La quête de Nagiko, comme le cinéma de Greenaway, est obsessionnelle. Impérieuse. Lorsque Nagiko admet qu’elle ne peut trouver celui qui saura « la traiter comme un livre »,elle inverse les données :« Désormais, je serai le pinceau et plus seulement le papier. »Voilà une extravagante aventure comme, seul, Peter Greenaway pouvait l’imaginer. Cet Anglais érudit et sophistiqué cherche la surenchère à chaque nouveau film. Il fascine les uns par son maniérisme glacé et ses films encyclopédies, truffés de références. Il exaspère autant les autres, et pour les mêmes raisons. Pourtant, après Prospero’s Book set The Baby of Mâcon qui ressemblaient à des impasses obscures, The Pillow Book est une bonne surprise.
On connaissait le goût immodéré de Greenaway pour les traquenards intellectuels (Meurtre dans un jardin anglais), les inventaires extravagants (Drowning by numbers) et les compositions métaphoriques et morbides (Z.O.O.). Il n’a en rien renoncé à provoquer. Mais, cette fois, en s’inspirant du journal intime de Sei Shônagon, une dame d’honneur de la cour impériale dans le Japon du XIe siècle, il fait harmonieusement converger ses obsessions vers un point : la recherche du plaisir.
Pour son héroïne, la belle Nagiko, qui travaille comme mannequin, la vie se résume au corps des hommes. La peau de ses amants devient le papier sur lequel elle envoie ses messages. Livre vivant, le corps, dans ses mouvements, libère sa propre poésie. Mais il se révèle aussi, à l’occasion, une arme redoutable. C’est par le biais du corps de celui qu’elle aime que Nagiko va accomplir une terrible vengeance…
Tour à tour désirable, mystérieux, apaisant et destructeur, le corps, dans ce film, ne cesse d’être envoûtant. Car Greenaway filme au pied de la lettre ses métaphores. Le grain de la peau, sa perméabilité à l’encre peuvent modifier, infléchir l’histoire. Ou plutôt : les histoires. Celle inscrite à même la chair des personnages et celle que le cinéaste inscrit sur l’écran à coups d’images aussi minutieusement composées que des calligrammes.

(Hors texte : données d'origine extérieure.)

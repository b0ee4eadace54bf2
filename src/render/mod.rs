// ABOUTME: Rendering of syntax trees: dispatch, block execution and output escaping
// ABOUTME: One Renderer per top-level call owns its scope chains; helpers see it through Options

pub mod error;
mod escape;
mod invocation;
mod options;
mod renderer;

pub use error::RenderError;
pub use escape::{escape_html, EscapePolicy};
pub use options::{Hash, Options};
pub use renderer::{render, render_with_data, Renderer};
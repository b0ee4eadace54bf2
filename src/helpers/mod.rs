// ABOUTME: Helper functions: typed signatures, the registry and the built-in helpers
// ABOUTME: Helpers are plain Send + Sync closures shared read-only across render calls

pub mod builtins;
pub mod error;
mod helper;
pub mod registry;
mod signature;

pub use error::RegistryError;
pub(crate) use helper::CallError;
pub use helper::{Helper, HelperResult};
pub use registry::{HelperEntry, HelperRegistry};
pub use signature::{FromValue, ParamKind, Signature};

Nous entrons dans un fascinant empire de signes. Les tonalités pourpres et or (la photographie de Sacha Vierny est, comme toujours, somptueuse) créent un univers quasi onirique, précieux et rare, dont la magnificence est brutalement mise en parallèle avec le quotidien de la rue survoltée de Hong Kong où se déroule l’essentiel de l’action.

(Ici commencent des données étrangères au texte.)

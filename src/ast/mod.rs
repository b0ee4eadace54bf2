// ABOUTME: Syntax tree consumed by the renderer, as produced by an external parser
// ABOUTME: Plain serde-friendly node types plus fluent constructors for building trees in code

pub mod error;
mod path;

use indexmap::IndexMap;
use serde::{Deserialize, Serialize};

pub use error::TreeError;
pub use path::PathExpr;

/// A sequence of nodes: a whole template or the body of a block.
///
/// Enum nodes are written as single-key maps (`text: "..."`, `block: {...}`)
/// in both JSON and YAML documents.
#[derive(Debug, Clone, PartialEq, Default, Serialize, Deserialize)]
#[serde(transparent)]
pub struct Template {
    pub nodes: Vec<Node>,
}

#[derive(Debug, Clone, PartialEq, Serialize, Deserialize)]
#[serde(rename_all = "snake_case")]
pub enum Node {
    Text(String),
    Mustache(Mustache),
    Block(Block),
    Partial(Partial),
}

/// `{{head params... key=value...}}`, or `{{{...}}}` when not escaped
#[derive(Debug, Clone, PartialEq, Serialize, Deserialize)]
pub struct Mustache {
    pub head: PathExpr,
    #[serde(default)]
    pub params: Vec<Expr>,
    #[serde(default)]
    pub hash: IndexMap<String, Expr>,
    #[serde(default = "default_escaped")]
    pub escaped: bool,
}

/// `{{#head ...}}body{{^}}inverse{{/head}}` or a raw `{{{{head}}}}text{{{{/head}}}}`
#[derive(Debug, Clone, PartialEq, Serialize, Deserialize)]
pub struct Block {
    pub head: PathExpr,
    #[serde(default)]
    pub params: Vec<Expr>,
    #[serde(default)]
    pub hash: IndexMap<String, Expr>,
    pub body: Body,
    #[serde(default)]
    pub inverse: Option<Template>,
}

#[derive(Debug, Clone, PartialEq, Serialize, Deserialize)]
#[serde(rename_all = "snake_case")]
pub enum Body {
    Template(Template),
    /// Unparsed source text of a raw block
    Raw(String),
}

#[derive(Debug, Clone, PartialEq, Serialize, Deserialize)]
pub struct Partial {
    pub name: String,
}

#[derive(Debug, Clone, PartialEq, Serialize, Deserialize)]
#[serde(rename_all = "snake_case")]
pub enum Expr {
    Path(PathExpr),
    Literal(Literal),
    SubExpr(Box<SubExpr>),
}

/// Literal parameter with its kind decided at parse time
#[derive(Debug, Clone, PartialEq, Serialize, Deserialize)]
#[serde(rename_all = "snake_case")]
pub enum Literal {
    String(String),
    Integer(i64),
    Float(f64),
    Boolean(bool),
    Null,
}

/// `(head params... key=value...)` used as an argument
#[derive(Debug, Clone, PartialEq, Serialize, Deserialize)]
pub struct SubExpr {
    pub head: PathExpr,
    #[serde(default)]
    pub params: Vec<Expr>,
    #[serde(default)]
    pub hash: IndexMap<String, Expr>,
}

fn default_escaped() -> bool {
    true
}

impl Template {
    pub fn new(nodes: Vec<Node>) -> Self {
        Self { nodes }
    }

    pub fn len(&self) -> usize {
        self.nodes.len()
    }

    pub fn is_empty(&self) -> bool {
        self.nodes.is_empty()
    }

    /// Read a tree from YAML, accepting the same single-key map form as JSON
    /// rather than YAML `!tag` enums
    pub fn from_yaml_str(yaml: &str) -> error::Result<Self> {
        let deserializer = serde_yaml::Deserializer::from_str(yaml);
        Ok(serde_yaml::with::singleton_map_recursive::deserialize(
            deserializer,
        )?)
    }

    /// Write the tree as YAML in the single-key map form
    pub fn to_yaml_string(&self) -> error::Result<String> {
        let mut buffer = Vec::new();
        {
            let mut serializer = serde_yaml::Serializer::new(&mut buffer);
            serde_yaml::with::singleton_map_recursive::serialize(self, &mut serializer)?;
        }
        Ok(String::from_utf8_lossy(&buffer).into_owned())
    }

    pub fn from_json_str(json: &str) -> error::Result<Self> {
        Ok(serde_json::from_str(json)?)
    }
}

impl From<Vec<Node>> for Template {
    fn from(nodes: Vec<Node>) -> Self {
        Self::new(nodes)
    }
}

impl Node {
    pub fn text(text: impl Into<String>) -> Self {
        Node::Text(text.into())
    }

    /// Escaped `{{path}}` with no arguments
    pub fn expr(head: impl Into<PathExpr>) -> Self {
        Node::Mustache(Mustache::new(head))
    }

    pub fn partial(name: impl Into<String>) -> Self {
        Node::Partial(Partial { name: name.into() })
    }
}

impl Mustache {
    pub fn new(head: impl Into<PathExpr>) -> Self {
        Self {
            head: head.into(),
            params: Vec::new(),
            hash: IndexMap::new(),
            escaped: true,
        }
    }

    pub fn param(mut self, expr: impl Into<Expr>) -> Self {
        self.params.push(expr.into());
        self
    }

    pub fn hash(mut self, key: impl Into<String>, expr: impl Into<Expr>) -> Self {
        self.hash.insert(key.into(), expr.into());
        self
    }

    /// Triple-stash form: output is not escaped
    pub fn unescaped(mut self) -> Self {
        self.escaped = false;
        self
    }
}

impl Block {
    pub fn new(head: impl Into<PathExpr>) -> Self {
        Self {
            head: head.into(),
            params: Vec::new(),
            hash: IndexMap::new(),
            body: Body::Template(Template::default()),
            inverse: None,
        }
    }

    /// A raw block whose body is handed over verbatim
    pub fn raw(head: impl Into<PathExpr>, text: impl Into<String>) -> Self {
        Self {
            body: Body::Raw(text.into()),
            ..Self::new(head)
        }
    }

    pub fn param(mut self, expr: impl Into<Expr>) -> Self {
        self.params.push(expr.into());
        self
    }

    pub fn hash(mut self, key: impl Into<String>, expr: impl Into<Expr>) -> Self {
        self.hash.insert(key.into(), expr.into());
        self
    }

    pub fn body(mut self, nodes: Vec<Node>) -> Self {
        self.body = Body::Template(Template::new(nodes));
        self
    }

    pub fn inverse(mut self, nodes: Vec<Node>) -> Self {
        self.inverse = Some(Template::new(nodes));
        self
    }

    pub fn is_raw(&self) -> bool {
        matches!(self.body, Body::Raw(_))
    }
}

impl SubExpr {
    pub fn new(head: impl Into<PathExpr>) -> Self {
        Self {
            head: head.into(),
            params: Vec::new(),
            hash: IndexMap::new(),
        }
    }

    pub fn param(mut self, expr: impl Into<Expr>) -> Self {
        self.params.push(expr.into());
        self
    }

    pub fn hash(mut self, key: impl Into<String>, expr: impl Into<Expr>) -> Self {
        self.hash.insert(key.into(), expr.into());
        self
    }
}

impl Expr {
    pub fn path(path: impl Into<PathExpr>) -> Self {
        Expr::Path(path.into())
    }

    pub fn string(s: impl Into<String>) -> Self {
        Expr::Literal(Literal::String(s.into()))
    }

    pub fn int(i: i64) -> Self {
        Expr::Literal(Literal::Integer(i))
    }

    pub fn float(f: f64) -> Self {
        Expr::Literal(Literal::Float(f))
    }

    pub fn bool(b: bool) -> Self {
        Expr::Literal(Literal::Boolean(b))
    }

    pub fn null() -> Self {
        Expr::Literal(Literal::Null)
    }
}

impl From<Mustache> for Node {
    fn from(mustache: Mustache) -> Self {
        Node::Mustache(mustache)
    }
}

impl From<Block> for Node {
    fn from(block: Block) -> Self {
        Node::Block(block)
    }
}

impl From<PathExpr> for Expr {
    fn from(path: PathExpr) -> Self {
        Expr::Path(path)
    }
}

impl From<Literal> for Expr {
    fn from(literal: Literal) -> Self {
        Expr::Literal(literal)
    }
}

impl From<SubExpr> for Expr {
    fn from(sub: SubExpr) -> Self {
        Expr::SubExpr(Box::new(sub))
    }
}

Comme autant de «fragments d’un discours amoureux », chaque séquence semble un éclat. Greenaway décompose. Oppose les images vidéo « clipées » et les « tableaux » raffinés inspirés de grands peintres (Georges de La Tour). Jeu de cadres à l’intérieur de l’écran, où se déroulent plusieurs actions simultanées. Jeu de symétrie, où le noir et blanc et la couleur se répondent, où les époques se confondent dans la répétition des mêmes actes. Jeu de correspondances où chaque détail conduit à des associations d’idées, à des rimes visuelles et sonores…
Tous les films de Peter Greenaway sont ainsi : des jeux, en forme de labyrinthes. Il faut aimer s’y perdre pour trouver une sortie. Il faut avoir le goût des combinaisons sophistiquées. Greenaway s’en amuse. Dans The Pillow Book, il est question de treize livres. En fait : douze plus un, le dernier étant celui de la Mort. Chacun correspondant à un amant, le sixième, livre charnière, est celui de Jérôme… prénom en six lettres. Jérôme, c’est l’étonnant Ewan McGregor, la révélation de Trainspotting, ici méconnaissable en traducteur bisexuel.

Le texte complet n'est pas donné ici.